Land Assembly Formula

Darryl McCullough • Jan 09, 2019

A while ago, I had the privilege to work with DBM Realty Limited comprising of Brian Mortell and his son Colin through a very interesting and creative land assembly. That journey is as follows.

The Location

A substantial student and apartment gap had emerged in a particular sub-market required to house doctors, nurses, support workers and students through the location of a large and growing Regional Hospital plus well known established and growing College.

The Properties

Across from the hospital, and just down the street from the college, were 7 independently owned residential homes. Knowing the Official Plan called for intensification development, initial concept plans were drawn to determine various potential Asset Types including Gross Floor Area (“GFA”) potentials etc. For further support, a local active planner was also was engaged to offer further suggestions etc. regarding “Highest & Best Use”, GFA alternatives etc.


From that, collective valuation alternatives for all 7 properties were undertaken assuming municipal support for new vertical development. The Assembly was than valued as a collective. Which begged the question of how each homeowner could be confident they received an equitable portion of the collective?



The Home Owners Process

Next, we carried out individual meetings with each home owner. All properties were owner occupied. It was reasoned with each that the value of their properties collectively far outweighed pricing if they simply sold individually. All that was needed was everyone to buy in and let the qualified developer proceed toward municipal approvals.

In the interview process discussion with each owner revolved around the net usable land area each owned as it related to the total collective need.

To make sure everyone felt the process was fair and equitable, an appraisal for each home was undertaken on the same day by the same qualified independent appraiser.

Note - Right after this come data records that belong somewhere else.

//! Event channel.
//!
//! Each WebSocket connection is one [`Observer`]. It receives the `connected` greeting,
//! then the cached values of every live device, then live events. A client may narrow
//! or widen what it follows with `{"action": "subscribe" | "unsubscribe", "device_id": ...}`.

use crate::AppState;
use axum::extract::ws::{Message, WebSocket, WebSocketUpgrade};
use axum::extract::State;
use axum::response::Response;
use futures::{SinkExt, StreamExt};
use nim_core::{DeviceEvent, DeviceId};
use nim_session::Observer;
use serde::Deserialize;
use tokio::sync::mpsc;
use tracing::{debug, warn};

/// Client-to-server control message.
#[derive(Debug, Clone, PartialEq, Eq, Deserialize)]
#[serde(tag = "action", rename_all = "snake_case")]
pub enum ClientMessage {
    /// Follow a device and receive its cached values.
    Subscribe {
        /// Device to follow.
        device_id: DeviceId,
    },
    /// Stop following a device.
    Unsubscribe {
        /// Device to drop.
        device_id: DeviceId,
    },
}

/// `GET /ws`
pub async fn ws_handler(ws: WebSocketUpgrade, State(state): State<AppState>) -> Response {
    ws.on_upgrade(move |socket| handle_socket(socket, state))
}

async fn handle_socket(socket: WebSocket, state: AppState) {
    let (mut sink, mut stream) = socket.split();
    let (tx, mut events) = mpsc::unbounded_channel();
    let observer = Observer::new(tx);
    let observer_id = observer.id;

    if send_event(&mut sink, &DeviceEvent::greeting()).await.is_err() {
        return;
    }
    state.manager.attach(observer.clone());
    debug!(%observer_id, "event client attached");

    loop {
        tokio::select! {
            event = events.recv() => match event {
                Some(event) => {
                    if send_event(&mut sink, &event).await.is_err() {
                        break;
                    }
                }
                None => break,
            },
            message = stream.next() => match message {
                Some(Ok(Message::Text(text))) => handle_client_message(&state, &observer, &text),
                Some(Ok(Message::Close(_))) | Some(Err(_)) | None => break,
                Some(Ok(_)) => {}
            },
        }
    }

    state.manager.detach(observer_id);
    debug!(%observer_id, "event client detached");
}

fn handle_client_message(state: &AppState, observer: &Observer, text: &str) {
    let message = match serde_json::from_str::<ClientMessage>(text) {
        Ok(message) => message,
        Err(e) => {
            debug!(error = %e, "ignoring malformed client message");
            return;
        }
    };
    let result = match &message {
        ClientMessage::Subscribe { device_id } => {
            state.manager.subscribe(observer.clone(), device_id)
        }
        ClientMessage::Unsubscribe { device_id } => {
            state.manager.unsubscribe(observer.id, device_id)
        }
    };
    if let Err(error) = result {
        warn!(?message, %error, "client message rejected");
    }
}

async fn send_event<S>(sink: &mut S, event: &DeviceEvent) -> Result<(), ()>
where
    S: SinkExt<Message> + Unpin,
{
    let text = match serde_json::to_string(event) {
        Ok(text) => text,
        Err(e) => {
            warn!(error = %e, event = event.name(), "event serialization failed");
            return Ok(());
        }
    };
    sink.send(Message::Text(text)).await.map_err(|_| ())
}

We then again met with each homeowner, discussed all 7 appraisal results “As Is”, and how it compared with the major financial gain each party could assume as part of the larger development. Everything was totally transparent. To provide each homeowner with a fair value we calculated the aggregate value of the appraisals and then we took the Assembly Value and divided by the aggregate appraised values. This gave us a premium factor that we could multiply each Home Owners appraised value to give each the same premium on their ‘As Is’ Value. i.e. if Assembly Value/Aggregate Appraised Value = 1.25 each Home Owner would receive a 25% ‘premium’.

The Developer

A qualified developer, well known to the Mortells was then approached to gauge potential interest in a future development at this location, which was quickly established. Also, it was determined what the Developer would pay collectively, subject to acquiring all 7 properties and receiving the required Municipal approvals.

The Developer Process

The developer, who needed to spend multiple thousands of dollars to achieve required municipal approvals, was then able to carry out his requirements with the confidence all the original process was complete.

The Takeaways

This assembly was completed with all parties acknowledging satisfaction with the outcome.

The home owners each received substantially more than they would have received individually, and in a well-planned timely manner. Also, the Agreement structure allowed them sufficient time after transactions firmed up to seek out their future alternative housing accommodation etc.

The Developer was able to work through the approval process confidently knowing the Municipality was very keen to see the development concept bear fruit in this sub-market.

Today, there is a very attractive active 360 bed student housing project completed and operating, plus extra land in the process of being developed for either apartments and/or residential condos.

We were able to witness first hand the clear advantage that straight forward honest negotiations, in most cases, brings out the best in people. There was little “shadow boxing” and few hidden agendas with this successful transaction. It was a great opportunity to work with quality people throughout.